# Built Beau a new doghouse....



## Muttkip (Nov 8, 2009)

I'm such an oh-so-cruel person for making my poor dog live outside

LOL
Anyways, I finally got around to building Beau a new doghouse! He needed it badly...his old plastic one has since been moved to our Westie's "day-time" chain spot. And his old wooden one is rotting and falling apart. So I printed off some plans of a doghouse and my step-dad modified it to where it would suit Beau and his needs. Not to mention Beau LOVES it!!!

And yes the roof is slanted to help for when it rains where the rain water will just run off the side.

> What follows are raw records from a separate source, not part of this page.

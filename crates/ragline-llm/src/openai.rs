//! OpenAI-compatible chat and embeddings provider with SSE streaming

use crate::provider::{Embedder, LanguageModel, LlmError, LlmResult, LlmStream};
use crate::types::{AssistantTurn, ChatRequest, StreamDelta};
use futures::StreamExt;
use ragline_core::{Message, Role, ToolCall};
use reqwest::Client;
use serde::{Deserialize, Serialize};
use tracing::{debug, error};

const OPENAI_API_URL: &str = "https://api.openai.com/v1";

pub struct OpenAiProvider {
    client: Client,
    api_key: String,
    base_url: String,
}

impl OpenAiProvider {
    pub fn new(api_key: impl Into<String>) -> Self {
        Self {
            client: Client::new(),
            api_key: api_key.into(),
            base_url: OPENAI_API_URL.to_string(),
        }
    }

    /// Point at any OpenAI-compatible endpoint.
    pub fn with_base_url(mut self, url: impl Into<String>) -> Self {
        self.base_url = url.into();
        self
    }

    fn build_body(&self, request: &ChatRequest, stream: bool) -> WireRequest {
        let mut messages = Vec::with_capacity(request.messages.len() + 1);
        if let Some(system) = &request.system {
            messages.push(WireMessage {
                role: "system".to_string(),
                content: Some(system.clone()),
                tool_calls: None,
                tool_call_id: None,
            });
        }
        messages.extend(request.messages.iter().map(to_wire_message));

        WireRequest {
            model: request.model.clone(),
            messages,
            max_tokens: request.max_tokens,
            temperature: request.temperature,
            stream,
            tools: if request.tools.is_empty() {
                None
            } else {
                Some(
                    request
                        .tools
                        .iter()
                        .map(|t| WireTool {
                            kind: "function".to_string(),
                            function: WireFunctionDef {
                                name: t.name.clone(),
                                description: t.description.clone(),
                                parameters: t.input_schema.clone(),
                            },
                        })
                        .collect(),
                )
            },
        }
    }

    async fn post_completions(&self, body: &WireRequest) -> LlmResult<reqwest::Response> {
        let response = self
            .client
            .post(format!("{}/chat/completions", self.base_url))
            .bearer_auth(&self.api_key)
            .json(body)
            .send()
            .await?;

        let status = response.status();
        if !status.is_success() {
            let error_text = response.text().await.unwrap_or_default();
            error!("OpenAI error {}: {}", status, error_text);
            return Err(match status.as_u16() {
                401 => LlmError::AuthFailed(error_text),
                429 => LlmError::RateLimited {
                    retry_after_ms: 60_000,
                },
                _ => LlmError::RequestFailed(format!("{}: {}", status, error_text)),
            });
        }
        Ok(response)
    }
}

#[async_trait::async_trait]
impl LanguageModel for OpenAiProvider {
    fn name(&self) -> &str {
        "openai"
    }

    async fn generate(&self, request: ChatRequest) -> LlmResult<AssistantTurn> {
        let body = self.build_body(&request, false);
        debug!("OpenAI request: model={}", body.model);
        let response = self.post_completions(&body).await?;

        let completion: WireCompletion = response.json().await?;
        let choice = completion
            .choices
            .into_iter()
            .next()
            .ok_or_else(|| LlmError::InvalidResponse("no choices in completion".to_string()))?;

        let tool_calls = choice
            .message
            .tool_calls
            .unwrap_or_default()
            .into_iter()
            .map(|tc| ToolCall {
                id: tc.id,
                name: tc.function.name,
                arguments: serde_json::from_str(&tc.function.arguments)
                    .unwrap_or(serde_json::json!({})),
            })
            .collect();

        Ok(AssistantTurn {
            content: choice.message.content.unwrap_or_default(),
            tool_calls,
        })
    }

    async fn stream(&self, request: ChatRequest) -> LlmResult<LlmStream> {
        let body = self.build_body(&request, true);
        debug!("OpenAI stream request: model={}", body.model);
        let response = self.post_completions(&body).await?;
        Ok(Box::pin(parse_sse_stream(response.bytes_stream())))
    }
}

fn to_wire_message(msg: &Message) -> WireMessage {
    let role = match msg.role {
        Role::System => "system",
        Role::User => "user",
        Role::Assistant => "assistant",
        Role::Tool => "tool",
    };
    WireMessage {
        role: role.to_string(),
        content: Some(msg.content.clone()),
        tool_calls: msg.tool_calls.as_ref().map(|calls| {
            calls
                .iter()
                .map(|tc| WireToolCall {
                    id: tc.id.clone(),
                    kind: "function".to_string(),
                    function: WireFunctionCall {
                        name: tc.name.clone(),
                        arguments: tc.arguments.to_string(),
                    },
                })
                .collect()
        }),
        tool_call_id: msg.tool_call_id.clone(),
    }
}

/// Parse an OpenAI SSE byte stream into typed deltas.
///
/// Tool-call argument fragments arrive keyed by choice-local index; ids and
/// names appear only on the first fragment, so open calls are tracked by
/// index and closed when the stream finishes.
fn parse_sse_stream(
    bytes_stream: impl futures::Stream<Item = Result<bytes::Bytes, reqwest::Error>> + Send + 'static,
) -> impl futures::Stream<Item = LlmResult<StreamDelta>> + Send {
    async_stream::stream! {
        let mut buffer = String::new();
        // index -> tool call id, in start order
        let mut open_calls: Vec<(u32, String)> = Vec::new();
        let mut finish_reason: Option<String> = None;

        tokio::pin!(bytes_stream);

        while let Some(chunk_result) = bytes_stream.next().await {
            let chunk = match chunk_result {
                Ok(c) => c,
                Err(e) => {
                    yield Err(LlmError::StreamError(e.to_string()));
                    continue;
                }
            };

            buffer.push_str(&String::from_utf8_lossy(&chunk));

            while let Some(line_end) = buffer.find('\n') {
                let line = buffer[..line_end].trim().to_string();
                buffer = buffer[line_end + 1..].to_string();

                let data = match line.strip_prefix("data: ") {
                    Some(d) => d,
                    None => continue,
                };

                if data == "[DONE]" {
                    for (_, id) in open_calls.drain(..) {
                        yield Ok(StreamDelta::ToolCallEnd { id });
                    }
                    yield Ok(StreamDelta::Done { stop_reason: finish_reason.take() });
                    return;
                }

                let parsed: WireStreamChunk = match serde_json::from_str(data) {
                    Ok(p) => p,
                    Err(e) => {
                        yield Err(LlmError::StreamError(format!("bad SSE chunk: {}", e)));
                        continue;
                    }
                };

                let choice = match parsed.choices.into_iter().next() {
                    Some(c) => c,
                    None => continue,
                };

                if let Some(reason) = choice.finish_reason {
                    finish_reason = Some(reason);
                }

                if let Some(text) = choice.delta.content {
                    if !text.is_empty() {
                        yield Ok(StreamDelta::Text(text));
                    }
                }

                for fragment in choice.delta.tool_calls.unwrap_or_default() {
                    if let (Some(id), Some(function)) = (&fragment.id, &fragment.function) {
                        if let Some(name) = &function.name {
                            open_calls.push((fragment.index, id.clone()));
                            yield Ok(StreamDelta::ToolCallStart {
                                id: id.clone(),
                                name: name.clone(),
                            });
                        }
                    }
                    if let Some(function) = &fragment.function {
                        if let Some(arguments) = &function.arguments {
                            if !arguments.is_empty() {
                                let id = open_calls
                                    .iter()
                                    .find(|(idx, _)| *idx == fragment.index)
                                    .map(|(_, id)| id.clone());
                                if let Some(id) = id {
                                    yield Ok(StreamDelta::ToolCallDelta {
                                        id,
                                        arguments: arguments.clone(),
                                    });
                                }
                            }
                        }
                    }
                }
            }
        }

        // Stream ended without a [DONE] marker
        for (_, id) in open_calls.drain(..) {
            yield Ok(StreamDelta::ToolCallEnd { id });
        }
        yield Ok(StreamDelta::Done { stop_reason: finish_reason });
    }
}

/// Embeddings client for the `/embeddings` endpoint
pub struct OpenAiEmbedder {
    client: Client,
    api_key: String,
    base_url: String,
    model: String,
    dimension: usize,
}

impl OpenAiEmbedder {
    pub fn new(api_key: impl Into<String>, model: impl Into<String>, dimension: usize) -> Self {
        Self {
            client: Client::new(),
            api_key: api_key.into(),
            base_url: OPENAI_API_URL.to_string(),
            model: model.into(),
            dimension,
        }
    }

    pub fn with_base_url(mut self, url: impl Into<String>) -> Self {
        self.base_url = url.into();
        self
    }
}

#[async_trait::async_trait]
impl Embedder for OpenAiEmbedder {
    fn dimension(&self) -> usize {
        self.dimension
    }

    async fn embed(&self, text: &str) -> LlmResult<Vec<f32>> {
        let response = self
            .client
            .post(format!("{}/embeddings", self.base_url))
            .bearer_auth(&self.api_key)
            .json(&serde_json::json!({
                "model": self.model,
                "input": text,
            }))
            .send()
            .await?;

        let status = response.status();
        if !status.is_success() {
            let error_text = response.text().await.unwrap_or_default();
            return Err(LlmError::RequestFailed(format!("{}: {}", status, error_text)));
        }

        let parsed: WireEmbeddingResponse = response.json().await?;
        parsed
            .data
            .into_iter()
            .next()
            .map(|d| d.embedding)
            .ok_or_else(|| LlmError::InvalidResponse("no embedding in response".to_string()))
    }
}

// --- wire types ---

#[derive(Serialize)]
struct WireRequest {
    model: String,
    messages: Vec<WireMessage>,
    #[serde(skip_serializing_if = "Option::is_none")]
    max_tokens: Option<u32>,
    #[serde(skip_serializing_if = "Option::is_none")]
    temperature: Option<f32>,
    stream: bool,
    #[serde(skip_serializing_if = "Option::is_none")]
    tools: Option<Vec<WireTool>>,
}

#[derive(Serialize)]
struct WireMessage {
    role: String,
    content: Option<String>,
    #[serde(skip_serializing_if = "Option::is_none")]
    tool_calls: Option<Vec<WireToolCall>>,
    #[serde(skip_serializing_if = "Option::is_none")]
    tool_call_id: Option<String>,
}

#[derive(Serialize)]
struct WireTool {
    #[serde(rename = "type")]
    kind: String,
    function: WireFunctionDef,
}

#[derive(Serialize)]
struct WireFunctionDef {
    name: String,
    description: String,
    parameters: serde_json::Value,
}

#[derive(Serialize, Deserialize)]
struct WireToolCall {
    id: String,
    #[serde(rename = "type")]
    kind: String,
    function: WireFunctionCall,
}

#[derive(Serialize, Deserialize)]
struct WireFunctionCall {
    name: String,
    arguments: String,
}

#[derive(Deserialize)]
struct WireCompletion {
    choices: Vec<WireChoice>,
}

#[derive(Deserialize)]
struct WireChoice {
    message: WireCompletionMessage,
}

#[derive(Deserialize)]
struct WireCompletionMessage {
    content: Option<String>,
    tool_calls: Option<Vec<WireToolCall>>,
}

#[derive(Deserialize)]
struct WireStreamChunk {
    choices: Vec<WireStreamChoice>,
}

#[derive(Deserialize)]
struct WireStreamChoice {
    delta: WireDelta,
    finish_reason: Option<String>,
}

#[derive(Deserialize)]
struct WireDelta {
    content: Option<String>,
    tool_calls: Option<Vec<WireToolCallFragment>>,
}

#[derive(Deserialize)]
struct WireToolCallFragment {
    index: u32,
    id: Option<String>,
    function: Option<WireFunctionFragment>,
}

#[derive(Deserialize)]
struct WireFunctionFragment {
    name: Option<String>,
    arguments: Option<String>,
}

#[derive(Deserialize)]
struct WireEmbeddingResponse {
    data: Vec<WireEmbedding>,
}

#[derive(Deserialize)]
struct WireEmbedding {
    embedding: Vec<f32>,
}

Feel free to put in any crits you find necessary please 

Here's some pictures of it.


----------



## American_Pit13 (Apr 23, 2007)

Nice looking crib he's got there!


----------



## CraziNate (Oct 15, 2009)

Thats awesome! I want to build Enzo one just for fun after seeing this! Nice work!!!


----------



## Muttkip (Nov 8, 2009)

Thanks everyone


----------



## Sydney (Aug 14, 2007)

Looks good...and at least he likes it, my luck I would build something like that and my dog wouldn't go near it lol!


----------



## Cujo's Mom (Feb 3, 2010)

nice set-up... that looks bigger than some apartments in NY City...lol


----------



## DueceAddicTed (Sep 28, 2009)

I want one !! That came out great !!!


----------



## Muttkip (Nov 8, 2009)

Thanks!!!!
I do love how it came out....most of this is my step-dad's handy work and this was his first time building a doghouse!


----------



## JayHawk (Apr 4, 2010)

Very nice looks similar to the ones i have built if the base 2/4 isnt treated i would place it on bricks and depending on the weather in your part of the world 1 1/2" foam insulation will fit between the playwood and only cost a few bucks


----------



## meganc66 (Mar 6, 2009)

Very nice! I would want that dog house if I was a doggeh!


----------



## Czar (Nov 11, 2009)

that is a nice new doghouse for Beau


----------



## Flomaster (May 25, 2009)

link to the plans?????????

i found them on here a while back but cant find them now

-=jason=-


----------



## NinaThePitbull (Feb 10, 2010)

very nice job. great photos, would love if you gave dimensions or even instructions. your chain set up is inspiring. makes sense to have it elevated. im sure its done a lot, but ive never seen it until now. this is the post of the day.
fantastic


----------



## PrairieMoonPits (Dec 16, 2009)

Great looking dog house! would love to see the plans


----------



## BittersweetEmbrace (Feb 24, 2010)

Hey Beau gimme a call so we can set a party in your new home


----------



## Muttkip (Nov 8, 2009)

Here's the link to the dog house plans guys!!!

Dog House Blue Prints


----------



## cEElint (Oct 6, 2009)

this is one my uncle built out of some scrap wood from a remodel he was working on.. he'd build them and sell them for $40-100 depending on size.. redwood siding.. ballin!


----------



## aimee235 (Apr 29, 2007)

Awesome house you made him!


----------



## rednose_momma (Mar 16, 2010)

hey i like these since its the rainy season still i have been thinking of building a dog house rather then buying one so this is a great thread love the instructions----know what im doing next payday


----------



## Flomaster (May 25, 2009)

Muttkip said:


> Here's the link to the dog house plans guys!!!
> 
> Dog House Blue Prints


Thanks that the exact link I saw a while back, but was unable to find it last week. I have now book marked it and saved the html page

-=Jason=-


----------